» TASK OBJECTIVE
Lines from the one containing "of range (alerts" through the last line of the data below are to be returned exactly; leave out the rest.
*** PROVIDED ENTRIES Section Begins ***
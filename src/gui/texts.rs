
#[derive(PartialEq)]
pub enum Language {
 Chinese,
 English
}

pub struct Texts {
  language : Language,
}

impl Texts {
 pub fn new(language : Language) -> Texts {
   Texts {language}
 }

 pub fn temperature<'a>(&self) -> &'a str {
     self.select("溫度", "Temperature")
 }

 pub fn humidity<'a>(&self) -> &'a str {
     self.select("濕度", "Humidity")
 }

 pub fn overview<'a>(&self) -> &'a str {
     self.select("即時溫濕度總覽", "Realtime overview")
 }

 pub fn trend_chart<'a>(&self) -> &'a str {
     self.select("溫濕度趨勢圖", "Daily trend")
 }

 pub fn refresh<'a>(&self) -> &'a str {
     self.select("重新整理", "Refresh")
 }

 pub fn settings<'a>(&self) -> &'a str {
     self.select("警報設定", "Alert settings")
 }

 pub fn mute<'a>(&self) -> &'a str {
     self.select("靜音警報 (1分鐘後自動停止)", "Mute alarm (auto-stops after 1 minute)")
 }

 pub fn unmute<'a>(&self) -> &'a str {
     self.select("警報已靜音", "Alarm muted")
 }

 pub fn last_updated<'a>(&self) -> &'a str {
     self.select("最後更新", "Last updated")
 }

 pub fn out_of_range<'a>(&self) -> &'a str {
     self.select("警告：數值超出設定範圍", "Warning: value out of configured range")
 }

 pub fn alerts_disabled<'a>(&self) -> &'a str {
     self.select("警報已停用", "Alerts disabled")
 }

 pub fn out_of_range_disabled<'a>(&self) -> &'a str {
     self.select("數值超出範圍（警報已停用）", "Out of range (alerts disabled)")
 }

 pub fn no_data<'a>(&self) -> &'a str {
     self.select("暫無即時數據", "No realtime data yet")
 }

 pub fn update_settings<'a>(&self) -> &'a str {
     self.select("更新設定", "Update settings")
 }

 pub fn add_unit<'a>(&self) -> &'a str {
     self.select("新增監測單位", "Add unit")
 }

 pub fn delete<'a>(&self) -> &'a str {
     self.select("刪除", "Delete")
 }

 pub fn unit_name<'a>(&self) -> &'a str {
     self.select("單位名稱", "Unit name")
 }

 pub fn load_error<'a>(&self) -> &'a str {
     self.select("載入數據時發生錯誤", "Error loading data")
 }

 fn select<'a>(&self, t1 : &'a str, t2: &'a str) -> &'a str
 {
     if self.language == Language::Chinese {
         t1
     } else {
         t2
     }
 }

}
*** PROVIDED ENTRIES Section Ends ***
» RESULT BELOW
     self.select("數值超出範圍（警報已停用）", "Out of range (alerts disabled)")
 }

 pub fn no_data<'a>(&self) -> &'a str {
     self.select("暫無即時數據", "No realtime data yet")
 }

 pub fn update_settings<'a>(&self) -> &'a str {
     self.select("更新設定", "Update settings")
 }

 pub fn add_unit<'a>(&self) -> &'a str {
     self.select("新增監測單位", "Add unit")
 }

 pub fn delete<'a>(&self) -> &'a str {
     self.select("刪除", "Delete")
 }

 pub fn unit_name<'a>(&self) -> &'a str {
     self.select("單位名稱", "Unit name")
 }

 pub fn load_error<'a>(&self) -> &'a str {
     self.select("載入數據時發生錯誤", "Error loading data")
 }

 fn select<'a>(&self, t1 : &'a str, t2: &'a str) -> &'a str
 {
     if self.language == Language::Chinese {
         t1
     } else {
         t2
     }
 }

}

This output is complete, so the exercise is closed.